O Preto Velho

    Dando início a uma destas reuniões mediúnica num centro espírita orientado pela doutrina de Allan Kardec, foi feita a prece de abertura por um dos presentes. Iniciando-se as manifestações, pequenas mensagens de consolo e apoio, foram dadas pelos desencarnados aos membros da reunião.
    Quando se abriu o espaço destinado à comunicação de Espíritos
    necessitados, ocorreu o inesperado: a médium Letícia fica sob a influência de um Espírito.
    O dirigente, como sempre fez nos seus vinte e tantos anos de prática
    espírita, deu-lhe as boas-vindas, em nome de Jesus.
    - Seja bem-vindo, meu irmão, nesta casa de caridade, disse-lhe Dr.
    Anestor.
    O espírito respondeu:
    - Boa noite, Fio. Suncê me dá licença prá eu me aproximá de seus
    trabalhos, Fio?".
    - Claro, meu companheiro, nosso espírita'>centro espírita está aberto a todos os que desejam progredir, respondeu o diretor da mesa.
    Todos os presentes perceberam que a entidade comunicante era um
    preto-velho, a entidade continuou:
    -"Vósmecê não tem aí uma cachacinha prá eu bebê, Fio?".
    - Não, não temos, disse-lhe Dr. Anestor. Você precisa se libertar destes costumes que traz dos terreiros, que é o de ingerir bebidas alcoólicas. O Espírito precisa evoluir, completou o dirigente.
    - Vósmecê num tem aí um pito? Tô com vontade de pitá um cigarrinho, Fio.

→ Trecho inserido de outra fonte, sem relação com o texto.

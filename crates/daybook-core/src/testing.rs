//! In-memory object store used across the crate's tests
//!
//! Implements the full [`ObjectStore`] contract against a `BTreeMap`, with
//! fault injection per key or listing prefix, and optional echoing of writes
//! as change events the way the real backend does.

use std::collections::{BTreeMap, HashSet};
use std::sync::{Arc, Mutex};
use std::time::Duration;

use async_trait::async_trait;
use serde_json::Value;
use tokio::sync::mpsc;

use crate::error::StoreError;
use crate::models::Scope;
use crate::store::{ChangeEvent, ObjectMeta, ObjectStore, StoreCapabilities};

#[derive(Default)]
struct State {
    objects: BTreeMap<String, Value>,
    fail_keys: HashSet<String>,
    fail_listings: HashSet<String>,
    last_max_age: Option<Duration>,
    events: Option<mpsc::UnboundedSender<ChangeEvent>>,
    echo_writes: bool,
}

pub(crate) struct MemoryStore {
    state: Mutex<State>,
    capabilities: StoreCapabilities,
}

impl MemoryStore {
    /// Store advertising the standard three scopes, write echo off
    pub(crate) fn new() -> Arc<Self> {
        Self::with_scopes(&["todos", "stock", "ai-config"])
    }

    pub(crate) fn with_scopes(scopes: &[&str]) -> Arc<Self> {
        Arc::new(Self {
            state: Mutex::new(State::default()),
            capabilities: StoreCapabilities {
                scopes: scopes.iter().map(|s| Scope::from(*s)).collect(),
                supports_change_events: true,
            },
        })
    }

    fn lock(&self) -> std::sync::MutexGuard<'_, State> {
        self.state.lock().unwrap_or_else(|e| e.into_inner())
    }

    /// Seed an object without going through the client stack
    pub(crate) fn insert_raw(&self, key: &str, value: Value) {
        self.lock().objects.insert(key.to_string(), value);
    }

    /// Snapshot of everything currently stored
    pub(crate) fn contents(&self) -> BTreeMap<String, Value> {
        self.lock().objects.clone()
    }

    /// Make reads and writes of `key` fail with a backend error
    pub(crate) fn fail_key(&self, key: &str) {
        self.lock().fail_keys.insert(key.to_string());
    }

    /// Make listings of `prefix` fail with a backend error
    pub(crate) fn fail_listing(&self, prefix: &str) {
        self.lock().fail_listings.insert(prefix.to_string());
    }

    /// The freshness bound passed to the most recent read
    pub(crate) fn last_max_age(&self) -> Option<Duration> {
        self.lock().last_max_age
    }

    /// Echo every successful write/remove as a change event
    pub(crate) fn echo_writes(&self, enabled: bool) {
        self.lock().echo_writes = enabled;
    }

    /// Deliver a change event, as an external writer would cause
    pub(crate) fn send_event(&self, scope: &str, key: &str) {
        let state = self.lock();
        if let Some(events) = &state.events {
            let _ = events.send(ChangeEvent {
                scope: Scope::from(scope),
                key: key.to_string(),
            });
        }
    }

    fn echo(state: &State, key: &str) {
        if !state.echo_writes {
            return;
        }
        let Some(events) = &state.events else {
            return;
        };
        let (scope, id) = match key.split_once('/') {
            Some(parts) => parts,
            None => ("", key),
        };
        let _ = events.send(ChangeEvent {
            scope: Scope::from(scope),
            key: id.to_string(),
        });
    }
}

#[async_trait]
impl ObjectStore for MemoryStore {
    async fn get_object(&self, key: &str, max_age: Duration) -> Result<Value, StoreError> {
        let mut state = self.lock();
        state.last_max_age = Some(max_age);
        if state.fail_keys.contains(key) {
            return Err(StoreError::backend("io_error", format!("injected failure for '{}'", key)));
        }
        state
            .objects
            .get(key)
            .cloned()
            .ok_or_else(|| StoreError::NotFound {
                key: key.to_string(),
            })
    }

    async fn get_listing(
        &self,
        prefix: &str,
        max_age: Duration,
    ) -> Result<BTreeMap<String, ObjectMeta>, StoreError> {
        let mut state = self.lock();
        state.last_max_age = Some(max_age);
        if state.fail_listings.contains(prefix) {
            return Err(StoreError::backend(
                "io_error",
                format!("injected listing failure for '{}'", prefix),
            ));
        }
        Ok(state
            .objects
            .keys()
            .filter(|key| key.starts_with(prefix))
            .map(|key| (key.clone(), ObjectMeta::default()))
            .collect())
    }

    async fn store_object(&self, _kind: &str, key: &str, payload: &Value) -> Result<(), StoreError> {
        let mut state = self.lock();
        if state.fail_keys.contains(key) {
            return Err(StoreError::backend("storage_quota", format!("injected failure for '{}'", key)));
        }
        state.objects.insert(key.to_string(), payload.clone());
        Self::echo(&state, key);
        Ok(())
    }

    async fn remove_object(&self, key: &str) -> Result<(), StoreError> {
        let mut state = self.lock();
        if state.objects.remove(key).is_none() {
            return Err(StoreError::NotFound {
                key: key.to_string(),
            });
        }
        Self::echo(&state, key);
        Ok(())
    }

    async fn capabilities(&self) -> Result<StoreCapabilities, StoreError> {
        Ok(self.capabilities.clone())
    }

    async fn subscribe_changes(
        &self,
    ) -> Result<mpsc::UnboundedReceiver<ChangeEvent>, StoreError> {
        let (tx, rx) = mpsc::unbounded_channel();
        self.lock().events = Some(tx);
        Ok(rx)
    }
}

    - Ora, meu irmão, você deve deixar o mais breve possível este hábito
    adquirido nas práticas de terreiro, se é que queres progredir. Que
    benefícios traria isso a você?
    O preto-velho respondeu:
    - Preto-véio gostou muito de suas falas, mas suncê e mais alguns dos
    médiuns não faz uso do cigarro, Fio? Suncê mesmo num toma suas
    bebidinhas nos fins de sumana? Vós mecê pode me explicá a diferença que
    tem o seu Espírito que beberica `whisky' lá fora, do meu Espírito que quer beber aqui dentro? Ou explicá prá mim, a diferença do cigarrinho que suncês fuma na rua, daquele que eu quero pitar aqui dentro, Fio?

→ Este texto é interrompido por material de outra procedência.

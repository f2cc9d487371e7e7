//! Remote object-store contract and per-scope client
//!
//! [`ObjectStore`] is the interface this layer consumes; the actual backend
//! (and its authentication handshake) lives elsewhere. [`ScopeClient`]
//! narrows the store to one scope: it namespaces keys, translates the
//! backend's "not found" error family into an absent result, and forwards
//! the freshness bound unchanged.

use std::collections::BTreeMap;
use std::sync::Arc;
use std::time::Duration;

use async_trait::async_trait;
use chrono::{DateTime, Utc};
use serde_json::Value;
use tokio::sync::mpsc;

use crate::error::StoreError;
use crate::models::Scope;

/// Object type tag passed to the store when writing records
const RECORD_KIND: &str = "record";

/// Metadata returned by a prefix listing
#[derive(Debug, Clone, Default, PartialEq, Eq)]
pub struct ObjectMeta {
    /// Stored size in bytes, when the backend reports it
    pub size: Option<u64>,
    /// Last modification instant, when the backend reports it
    pub modified: Option<DateTime<Utc>>,
}

/// A change notification for one object
#[derive(Debug, Clone, PartialEq, Eq)]
pub struct ChangeEvent {
    /// Scope the changed object belongs to
    pub scope: Scope,
    /// Object id within the scope
    pub key: String,
}

/// What the store supports, queried once at connect time
#[derive(Debug, Clone, Default, PartialEq, Eq)]
pub struct StoreCapabilities {
    /// Scopes available to the current user
    pub scopes: Vec<Scope>,
    /// Whether the store delivers change notifications
    pub supports_change_events: bool,
}

/// The remote object-store primitive
///
/// All operations are asynchronous; `max_age` bounds the staleness of a
/// cached read, not the duration of the call.
#[async_trait]
pub trait ObjectStore: Send + Sync {
    /// Fetch the object at `key`
    ///
    /// Absence is reported through the not-found error family; callers that
    /// want an `Option` go through [`ScopeClient::get`].
    async fn get_object(&self, key: &str, max_age: Duration) -> Result<Value, StoreError>;

    /// List all keys under `prefix` with their metadata
    async fn get_listing(
        &self,
        prefix: &str,
        max_age: Duration,
    ) -> Result<BTreeMap<String, ObjectMeta>, StoreError>;

    /// Store `payload` at `key`, creating or overwriting
    async fn store_object(&self, kind: &str, key: &str, payload: &Value) -> Result<(), StoreError>;

    /// Erase the object at `key`
    async fn remove_object(&self, key: &str) -> Result<(), StoreError>;

    /// One-shot capability query performed at initialization
    async fn capabilities(&self) -> Result<StoreCapabilities, StoreError>;

    /// Subscribe to change notifications for all scopes
    async fn subscribe_changes(&self)
        -> Result<mpsc::UnboundedReceiver<ChangeEvent>, StoreError>;
}

/// Per-scope facade over an [`ObjectStore`]
///
/// Keys inside a scope are addressed as `<scope>/<id>`.
#[derive(Clone)]
pub struct ScopeClient {
    store: Arc<dyn ObjectStore>,
    scope: Scope,
}

impl ScopeClient {
    /// Create a client bound to one scope
    pub fn new(store: Arc<dyn ObjectStore>, scope: Scope) -> Self {
        Self { store, scope }
    }

    /// The scope this client addresses
    pub fn scope(&self) -> &Scope {
        &self.scope
    }

    fn object_key(&self, id: &str) -> String {
        format!("{}/{}", self.scope, id)
    }

    fn prefix(&self) -> String {
        format!("{}/", self.scope)
    }

    /// Fetch one object, translating not-found into `None`
    ///
    /// Every other failure propagates unchanged.
    pub async fn get(&self, id: &str, max_age: Duration) -> Result<Option<Value>, StoreError> {
        match self.store.get_object(&self.object_key(id), max_age).await {
            Ok(value) => Ok(Some(value)),
            Err(e) if e.is_not_found() => Ok(None),
            Err(e) => Err(e),
        }
    }

    /// List the ids of every object in the scope
    pub async fn list_ids(&self, max_age: Duration) -> Result<Vec<String>, StoreError> {
        let prefix = self.prefix();
        let listing = self.store.get_listing(&prefix, max_age).await?;
        Ok(listing
            .into_keys()
            .filter_map(|key| key.strip_prefix(&prefix).map(str::to_string))
            .collect())
    }

    /// Store `payload` at `id`, creating or overwriting
    pub async fn store(&self, id: &str, payload: &Value) -> Result<(), StoreError> {
        self.store
            .store_object(RECORD_KIND, &self.object_key(id), payload)
            .await
    }

    /// Erase the object at `id`
    pub async fn remove(&self, id: &str) -> Result<(), StoreError> {
        self.store.remove_object(&self.object_key(id)).await
    }
}
//! Reactive scope cache
//!
//! Owns the scope-to-snapshot mapping plus the settings map, decoupled from
//! any rendering layer. Consumers subscribe through a watch channel and see
//! a full cloned snapshot after every mutation.

use std::collections::HashMap;

use serde_json::Value;
use tokio::sync::watch;

use crate::models::{Record, Scope};

/// Snapshot of everything the coordinator currently holds
#[derive(Debug, Clone, Default)]
pub struct CacheState {
    /// Record snapshots per scope
    pub scopes: HashMap<Scope, Vec<Record>>,
    /// Settings values by key
    pub settings: HashMap<String, Value>,
}

impl CacheState {
    /// Records cached for `scope`, empty when the scope is unknown
    pub fn records(&self, scope: &Scope) -> &[Record] {
        self.scopes.get(scope).map(Vec::as_slice).unwrap_or(&[])
    }

    /// Cached setting value for `key`
    pub fn setting(&self, key: &str) -> Option<&Value> {
        self.settings.get(key)
    }
}

/// The in-memory reactive cache for all scopes
#[derive(Debug)]
pub struct ScopeCache {
    state: watch::Sender<CacheState>,
}

impl ScopeCache {
    /// Create an empty cache
    pub fn new() -> Self {
        let (state, _) = watch::channel(CacheState::default());
        Self { state }
    }

    /// Register the tracked scopes, each starting with an empty snapshot
    pub fn init(&self, scopes: &[Scope]) {
        self.state.send_modify(|cache| {
            for scope in scopes {
                cache.scopes.entry(scope.clone()).or_default();
            }
        });
    }

    /// Subscribe to snapshot changes
    pub fn subscribe(&self) -> watch::Receiver<CacheState> {
        self.state.subscribe()
    }

    /// Current snapshot
    pub fn snapshot(&self) -> CacheState {
        self.state.borrow().clone()
    }

    /// Replace the snapshot for one scope
    pub fn replace(&self, scope: &Scope, records: Vec<Record>) {
        self.state.send_modify(|cache| {
            cache.scopes.insert(scope.clone(), records);
        });
    }

    /// Set one settings value
    pub fn put_setting(&self, key: &str, value: Value) {
        self.state.send_modify(|cache| {
            cache.settings.insert(key.to_string(), value);
        });
    }

    /// Replace the whole settings map
    pub fn replace_settings(&self, settings: HashMap<String, Value>) {
        self.state.send_modify(|cache| {
            cache.settings = settings;
        });
    }

    /// Drop every snapshot and setting
    pub fn teardown(&self) {
        self.state.send_modify(|cache| {
            cache.scopes.clear();
            cache.settings.clear();
        });
    }
}

impl Default for ScopeCache {
    fn default() -> Self {
        Self::new()
    }
}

    Dr. Anestor não pôde explicar, mas resolveu arriscar: - Ora, meu amigo,
    nós estamos num templo espírita e é preciso respeitar os trabalhos de
    Jesus. O preto-velho retrucou, agora já não mais falando como caipira:
    - Caro dirigente, na escola espiritual da qual faço parte, temos aprendido que o verdadeiro templo não se constitui nas quatro paredes a que chamais centro espírita. Para nós, estudiosos da alma, o templo da verdade é o do Espírito. E é ele que está sendo profanado com o uso do álcool e do fumo, como vêm procedendo os senhores. Vosso exemplo na sociedade, perante os estranhos e mesmo seus familiares, não tem sido dos melhores. O hábito, mesmo social, de beber e fumar deve ser combatido por todos os que trabalham na Terra em nome do Cristo. A lição do próprio comportamento é fundamental na vida de quem quer ensinar.
    Houve grande silêncio diante de tal argumentação segura. Pouco depois, o Espírito continuou:
    - Suncê me adescurpa a visitação que fiz hoje, e o tempo que tomei do seu trabalho. Vou-me embora para donde vim, mas antes, Fio, queria deixar a suncês um conselho: que tomem cuidado com suas obras, pois, como diria Nosso Sinhô', tem gente coando mosquito e engolindo camelos.
    - Cuidado, irmãos, muito cuidado. Preto-véio deixa a todos um pouco da
    paz que vem de Deus. Ficam meus sinceros votos de progresso a todos os
    que militam nesta respeitável Seara".
    Dado o conselho, afastou-se para o mundo invisível. Dr. Anestor ainda quis perguntar-lhe o porquê de falar "daquela forma", mas não houve resposta.
    No ar ficou um profundo silêncio, uma fina sensação de paz e uma
    importante lição para todos meditarem.